See the full example/mesh_api/main.go to get the idea of a minimal API gateway. It took just a few lines more to create an API gateway for the whole cluster. Make sure that :11999 port is closed from ouside connections, but :8282 is okay to be exposed, or connected to classic reverse proxies such as Nginx and Caddy for TLS.

Example Run

At this moment we have:

  • github.com/astranet/meshRPC/example/greeter that is a server executable exposing service to meshRPC cluster.
  • github.com/astranet/meshRPC/example/mesh_api that is an API Gateway for all meshRPC services in this cluster.

Let's run our API Gateway we just created:

$ go install github.com/astranet/meshRPC/example/mesh_api
$ mesh_api

[GIN-debug] GET    /ping                     --> github.com/astranet/meshRPC/cluster.okLoopback.func1 (2 handlers)
[GIN-debug] GET    /__heartbeat__            --> github.com/astranet/meshRPC/cluster.okLoopback.func1 (2 handlers)
[GIN-debug] POST   /__error__                --> github.com/astranet/meshRPC/cluster.errLoopback.func1 (2 handlers)
[GIN-debug] [WARNING] Creating an Engine instance with the Logger and Recovery middleware already attached.

# ...waits until all depencenies respond to ping...

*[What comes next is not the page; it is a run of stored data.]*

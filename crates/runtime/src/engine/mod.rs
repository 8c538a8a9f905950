// SPDX-License-Identifier: AGPL-3.0-or-later
// Copyright (c) 2025 ReifyDB

//! The engine: a fixed pool of worker threads plus the OS reactor.
//!
//! Workers and the reactor come from a multi-threaded tokio runtime built on
//! [`Engine::run`]. A dedicated coordinator thread keeps timer deadlines.
//! Every unit of outstanding work holds a [`WorkGuard`]; [`Engine::stop`]
//! blocks until none is left and then joins every thread.

mod config;
mod priority;
mod work;

use std::{
	cell::Cell,
	collections::HashSet,
	sync::{
		Arc,
		atomic::{AtomicBool, AtomicU64, AtomicUsize, Ordering},
	},
	thread::{self, ThreadId},
};

pub use config::{DEFAULT_STRAND_BATCH, EngineConfig};
use parking_lot::{Condvar, Mutex, RwLock};
pub use priority::{SchedPolicy, ThreadPriority};
use tokio::runtime::{Builder, Handle, Runtime};
use tracing::{debug, warn};
pub use work::WorkGuard;
use work::WorkCounter;

use crate::{
	error::{Error, Result},
	return_usage_error,
	timer::scheduler::{Scheduler, SchedulerHandle},
};

pub(crate) type Job = Box<dyn FnOnce() + Send + 'static>;

static ENGINE_ID_COUNTER: AtomicU64 = AtomicU64::new(1);

thread_local! {
	static CURRENT_ENGINE: Cell<u64> = const { Cell::new(0) };
}

/// Id of the engine whose worker is the current thread, 0 outside any engine.
pub(crate) fn current_engine_id() -> u64 {
	CURRENT_ENGINE.with(|current| current.get())
}

pub(crate) struct EngineInner {
	id: u64,
	config: EngineConfig,
	running: AtomicBool,
	runtime: Mutex<Option<Runtime>>,
	handle: RwLock<Option<Handle>>,
	timers: Mutex<Option<SchedulerHandle>>,
	scheduler: RwLock<Option<Scheduler>>,
	work: Arc<WorkCounter>,
	threads: Arc<Mutex<HashSet<ThreadId>>>,
	workers_up: Arc<Condvar>,
	thread_count: AtomicUsize,
	run_count: Arc<AtomicU64>,
}

impl EngineInner {
	pub(crate) fn id(&self) -> u64 {
		self.id
	}

	pub(crate) fn config(&self) -> &EngineConfig {
		&self.config
	}

	pub(crate) fn work_guard(&self) -> WorkGuard {
		self.work.guard()
	}

	pub(crate) fn scheduler(&self) -> Result<Scheduler> {
		self.scheduler.read().clone().ok_or(Error::EngineStopped)
	}

	pub(crate) fn post(&self, job: Job) -> Result<()> {
		let handle = self.handle.read();
		let Some(handle) = handle.as_ref() else {
			return Err(Error::EngineStopped);
		};

		let work = self.work.guard();
		let run_count = self.run_count.clone();
		handle.spawn(async move {
			let _work = work;
			run_count.fetch_add(1, Ordering::Relaxed);
			job();
		});
		Ok(())
	}

	pub(crate) fn running_in_this_engine(&self) -> bool {
		current_engine_id() == self.id
	}
}

impl Drop for EngineInner {
	fn drop(&mut self) {
		if let Some(mut timers) = self.timers.get_mut().take() {
			timers.shutdown();
		}
		if let Some(runtime) = self.runtime.get_mut().take() {
			warn!(engine = self.id, "engine dropped while running, abandoning outstanding work");
			runtime.shutdown_background();
		}
	}
}

/// A pool of worker threads that strands are multiplexed over.
///
/// Cloning yields another handle to the same engine.
#[derive(Clone)]
pub struct Engine {
	inner: Arc<EngineInner>,
}

impl Engine {
	pub fn new(config: EngineConfig) -> Self {
		Self {
			inner: Arc::new(EngineInner {
				id: ENGINE_ID_COUNTER.fetch_add(1, Ordering::Relaxed),
				config,
				running: AtomicBool::new(false),
				runtime: Mutex::new(None),
				handle: RwLock::new(None),
				timers: Mutex::new(None),
				scheduler: RwLock::new(None),
				work: Arc::new(WorkCounter::new()),
				threads: Arc::new(Mutex::new(HashSet::new())),
				workers_up: Arc::new(Condvar::new()),
				thread_count: AtomicUsize::new(0),
				run_count: Arc::new(AtomicU64::new(0)),
			}),
		}
	}

	pub fn id(&self) -> u64 {
		self.inner.id
	}

	pub fn title(&self) -> &str {
		&self.inner.config.title
	}

	pub fn config(&self) -> &EngineConfig {
		&self.inner.config
	}

	/// Start `threads` workers (at least one) and return once they are up.
	pub fn run(&self, threads: usize, policy: SchedPolicy) -> Result<()> {
		if self.inner.running.swap(true, Ordering::AcqRel) {
			return Err(Error::EngineRunning);
		}

		let threads = threads.max(1);
		if let Err(err) = self.start(threads, policy) {
			self.inner.running.store(false, Ordering::Release);
			return Err(err);
		}
		Ok(())
	}

	fn start(&self, threads: usize, policy: SchedPolicy) -> Result<()> {
		let engine_id = self.inner.id;
		let config = &self.inner.config;
		let title = config.title.clone();
		let worker_priority = config.priority;
		let affinity = config.affinity.clone();
		let start_registry = self.inner.threads.clone();
		let stop_registry = self.inner.threads.clone();
		let workers_up = self.inner.workers_up.clone();
		let name_index = AtomicUsize::new(0);
		let worker_index = AtomicUsize::new(0);

		let runtime = Builder::new_multi_thread()
			.worker_threads(threads)
			.thread_name_fn(move || format!("{}-{}", title, name_index.fetch_add(1, Ordering::Relaxed)))
			.on_thread_start(move || {
				CURRENT_ENGINE.with(|current| current.set(engine_id));
				// the hook also runs for blocking-pool threads, which only start
				// once every worker is up and so never claim a worker slot
				let index = worker_index.fetch_add(1, Ordering::Relaxed);
				if index < threads {
					start_registry.lock().insert(thread::current().id());
					workers_up.notify_all();
					priority::configure_worker(index, policy, worker_priority, &affinity);
				}
			})
			.on_thread_stop(move || {
				stop_registry.lock().remove(&thread::current().id());
				CURRENT_ENGINE.with(|current| current.set(0));
			})
			.enable_all()
			.build()?;

		{
			let mut registry = self.inner.threads.lock();
			while registry.len() < threads {
				self.inner.workers_up.wait(&mut registry);
			}
		}

		let timers = SchedulerHandle::start(format!("{}-timer", config.title))?;

		self.inner.run_count.store(0, Ordering::Relaxed);
		self.inner.thread_count.store(threads, Ordering::Relaxed);
		*self.inner.scheduler.write() = Some(timers.scheduler());
		*self.inner.timers.lock() = Some(timers);
		*self.inner.handle.write() = Some(runtime.handle().clone());
		*self.inner.runtime.lock() = Some(runtime);

		debug!(engine = engine_id, threads, ?policy, title = %config.title, "engine started");
		Ok(())
	}

	/// Block until the engine is quiescent, then join every thread.
	pub fn stop(&self) -> Result<()> {
		if !self.inner.running.load(Ordering::Acquire) {
			return Err(Error::EngineStopped);
		}
		if self.inner.running_in_this_engine() {
			return_usage_error!("engine {} cannot be stopped from its own worker thread", self.inner.id);
		}

		self.inner.work.wait_idle();

		if let Some(mut timers) = self.inner.timers.lock().take() {
			timers.shutdown();
		}
		self.inner.scheduler.write().take();
		self.inner.handle.write().take();

		// dropping the runtime joins the worker threads
		let runtime = self.inner.runtime.lock().take();
		drop(runtime);

		self.inner.thread_count.store(0, Ordering::Relaxed);
		self.inner.running.store(false, Ordering::Release);
		debug!(engine = self.inner.id, run_count = self.run_count(), "engine stopped");
		Ok(())
	}

	/// Run `job` on any worker.
	pub fn post<F>(&self, job: F) -> Result<()>
	where
		F: FnOnce() + Send + 'static,
	{
		self.inner.post(Box::new(job))
	}

	/// Keep [`stop`](Self::stop) waiting until the returned guard is dropped.
	pub fn hold_work(&self) -> WorkGuard {
		self.inner.work_guard()
	}

	pub fn outstanding_work(&self) -> usize {
		self.inner.work.outstanding()
	}

	pub fn is_running(&self) -> bool {
		self.inner.running.load(Ordering::Acquire)
	}

	pub fn running_in_this_engine(&self) -> bool {
		self.inner.running_in_this_engine()
	}

	/// Ids of the worker threads. Threads of tokio's blocking pool are
	/// engine threads too but are not listed here.
	pub fn thread_ids(&self) -> Vec<ThreadId> {
		self.inner.threads.lock().iter().copied().collect()
	}

	pub fn thread_count(&self) -> usize {
		self.inner.thread_count.load(Ordering::Relaxed)
	}

	/// Units of work executed since the last [`run`](Self::run).
	pub fn run_count(&self) -> u64 {
		self.inner.run_count.load(Ordering::Relaxed)
	}

	/// Tokio handle of the running engine, for I/O done from actor bodies.
	pub fn handle(&self) -> Result<Handle> {
		self.inner.handle.read().clone().ok_or(Error::EngineStopped)
	}

	pub(crate) fn inner(&self) -> &Arc<EngineInner> {
		&self.inner
	}

	pub(crate) fn from_inner(inner: Arc<EngineInner>) -> Self {
		Self {
			inner,
		}
	}
}

impl std::fmt::Debug for Engine {
	fn fmt(&self, f: &mut std::fmt::Formatter<'_>) -> std::fmt::Result {
		f.debug_struct("Engine")
			.field("id", &self.inner.id)
			.field("title", &self.inner.config.title)
			.field("running", &self.is_running())
			.finish()
	}
}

# Then starts an HTTP web server that is our API Gateway.
# Make sure you run greeter in another tab immediately after starting mesh_api instance.

[GIN-debug] GET    /greeter/greet/:name      --> main.httpListenAndServe.func1 (3 handlers)
[GIN-debug] POST   /greeter/sendPostcard/:recipient/:address/:message --> main.httpListenAndServe.func2 (3 handlers)
[GIN-debug] GET    /greeter/check            --> github.com/gin-gonic/gin.WrapH.func1 (3 handlers)
[GIN-debug] POST   /greeter/greet            --> github.com/gin-gonic/gin.WrapH.func1 (3 handlers)
[GIN-debug] Listening and serving HTTP on 0.0.0.0:8282

Meanwhile in a separate tab:

$ go install github.com/astranet/meshRPC/example/greeter
$ greeter -N localhost:11999

[GIN-debug] GET    /ping                     --> github.com/astranet/meshRPC/cluster.okLoopback.func1 (2 handlers)
[GIN-debug] GET    /__heartbeat__            --> github.com/astranet/meshRPC/cluster.okLoopback.func1 (2 handlers)
[GIN-debug] POST   /__error__                --> github.com/astranet/meshRPC/cluster.errLoopback.func1 (2 handlers)
[GIN-debug] POST   /rpcHandler/Greet         --> github.com/astranet/meshRPC/cluster.(*astraCluster).Publish.func2 (2 handlers)
[GIN-debug] POST   /rpcHandler/SendPostcard  --> github.com/astranet/meshRPC/cluster.(*astraCluster).Publish.func2 (2 handlers)
[GIN-debug] GET    /handler/Check            --> github.com/astranet/meshRPC/cluster.(*astraCluster).Publish.func2 (2 handlers)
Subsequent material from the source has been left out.